## DESCRIPTION OF THE TASK:
Please copy out each entry, word for word.

## PROVIDED RECORDS:
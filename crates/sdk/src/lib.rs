//! Quasar SDK - HTTP client for a remote compute workspace
//!
//! Wires the `quasar-core` job client to the workspace REST API.
//!
//! # Example
//!
//! ```no_run
//! use quasar_sdk::{connect, ClientConfig, JobDetails, JobFilter, PayloadLocation};
//! use quasar_sdk::CancellationToken;
//! use std::time::Duration;
//!
//! #[tokio::main]
//! async fn main() -> Result<(), Box<dyn std::error::Error>> {
//!     let client = connect(ClientConfig::from_env()?.with_app_id("my-tool"))?;
//!
//!     let details = JobDetails::new("microsoft.paralleltempering.cpu", "Microsoft", "microsoft.qio.v2", "microsoft.qio-results.v2");
//!     let location = PayloadLocation::new("https://store/container", "https://store/container/inputData");
//!     let mut job = client.submit(location, "5c6e1c0a-job", details).await?;
//!
//!     let status = job
//!         .wait_until_terminal(Some(Duration::from_secs(300)), &CancellationToken::never())
//!         .await?;
//!     println!("Job {} finished: {}", job.id(), status);
//!
//!     let recent = client.list_jobs(JobFilter::default()).take(10).await?;
//!     println!("{} jobs listed", recent.len());
//!     Ok(())
//! }
//! ```

mod client;
mod config;
mod error;
mod types;

pub use client::{user_agent, workspace_url, HttpJobBackend, API_VERSION};
pub use config::{
    ClientConfig, ENV_ACCESS_TOKEN, ENV_ENDPOINT, ENV_LOCATION, ENV_RESOURCE_GROUP,
    ENV_SUBSCRIPTION_ID, ENV_WORKSPACE_NAME,
};
pub use error::{status_error, transport_error};

pub use quasar_core::application::{
    cancellation_channel, CancellationSource, CancellationToken, CloudJob, JobClient,
    PagedLister, PollPolicy,
};
pub use quasar_core::domain::{
    DiagnosticIdentifier, JobDetails, JobFilter, JobId, JobStatus, PayloadLocation,
    ProviderStatus, Quota, WorkspaceContext,
};
pub use quasar_core::port::{StaticTokenProvider, TokenProvider};
pub use quasar_core::{ClientError, Result};

use std::sync::Arc;

/// Build a [`JobClient`] talking HTTP, using the configured access token
///
/// # Errors
/// - `ClientError::NotConfigured` if no access token is configured
/// - `ClientError::InvalidArgument` if the application id is too long or the
///   endpoint is not an http(s) URL
pub fn connect(config: ClientConfig) -> Result<JobClient> {
    let token = config.access_token.clone().ok_or_else(|| {
        ClientError::NotConfigured(format!("no access token ({} unset)", ENV_ACCESS_TOKEN))
    })?;
    connect_with_credential(config, Arc::new(StaticTokenProvider::new(token)))
}

/// Build a [`JobClient`] talking HTTP with an external credential
pub fn connect_with_credential(
    config: ClientConfig,
    credential: Arc<dyn TokenProvider>,
) -> Result<JobClient> {
    let backend = HttpJobBackend::new(&config.workspace, &config.endpoint())?;

    let mut builder = JobClient::builder(config.workspace, Arc::new(backend), credential)
        .env_app_id(config.env_app_id);
    if let Some(app_id) = config.app_id {
        builder = builder.app_id(app_id)?;
    }
    Ok(builder.build())
}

## RESULT FOR THIS EXERCISE:
filename crates/sdk/src/lib.rs
//! Quasar SDK - HTTP client for a remote compute workspace
//!
//! Wires the `quasar-core` job client to the workspace REST API.
//!
//! # Example
//!
//! ```no_run
//! use quasar_sdk::{connect, ClientConfig, JobDetails, JobFilter, PayloadLocation};
//! use quasar_sdk::CancellationToken;
//! use std::time::Duration;
//!
//! #[tokio::main]
//! async fn main() -> Result<(), Box<dyn std::error::Error>> {
//!     let client = connect(ClientConfig::from_env()?.with_app_id("my-tool"))?;
//!
//!     let details = JobDetails::new("microsoft.paralleltempering.cpu", "Microsoft", "microsoft.qio.v2", "microsoft.qio-results.v2");
//!     let location = PayloadLocation::new("https://store/container", "https://store/container/inputData");
//!     let mut job = client.submit(location, "5c6e1c0a-job", details).await?;
//!
//!     let status = job
//!         .wait_until_terminal(Some(Duration::from_secs(300)), &CancellationToken::never())
//!         .await?;
//!     println!("Job {} finished: {}", job.id(), status);
//!
//!     let recent = client.list_jobs(JobFilter::default()).take(10).await?;
//!     println!("{} jobs listed", recent.len());
//!     Ok(())
//! }
//! ```

mod client;
mod config;
mod error;
mod types;

pub use client::{user_agent, workspace_url, HttpJobBackend, API_VERSION};
pub use config::{
    ClientConfig, ENV_ACCESS_TOKEN, ENV_ENDPOINT, ENV_LOCATION, ENV_RESOURCE_GROUP,
    ENV_SUBSCRIPTION_ID, ENV_WORKSPACE_NAME,
};
pub use error::{status_error, transport_error};

pub use quasar_core::application::{
    cancellation_channel, CancellationSource, CancellationToken, CloudJob, JobClient,
    PagedLister, PollPolicy,
};
pub use quasar_core::domain::{
    DiagnosticIdentifier, JobDetails, JobFilter, JobId, JobStatus, PayloadLocation,
    ProviderStatus, Quota, WorkspaceContext,
};
pub use quasar_core::port::{StaticTokenProvider, TokenProvider};
pub use quasar_core::{ClientError, Result};

use std::sync::Arc;

/// Build a [`JobClient`] talking HTTP, using the configured access token
///
/// # Errors
/// - `ClientError::NotConfigured` if no access token is configured
/// - `ClientError::InvalidArgument` if the application id is too long or the
///   endpoint is not an http(s) URL
pub fn connect(config: ClientConfig) -> Result<JobClient> {
    let token = config.access_token.clone().ok_or_else(|| {
        ClientError::NotConfigured(format!("no access token ({} unset)", ENV_ACCESS_TOKEN))
    })?;
    connect_with_credential(config, Arc::new(StaticTokenProvider::new(token)))
}

/// Build a [`JobClient`] talking HTTP with an external credential
pub fn connect_with_credential(
    config: ClientConfig,
    credential: Arc<dyn TokenProvider>,
) -> Result<JobClient> {
    let backend = HttpJobBackend::new(&config.workspace, &config.endpoint())?;

    let mut builder = JobClient::builder(config.workspace, Arc::new(backend), credential)
        .env_app_id(config.env_app_id);
    if let Some(app_id) = config.app_id {
        builder = builder.app_id(app_id)?;
    }
    Ok(builder.build())
}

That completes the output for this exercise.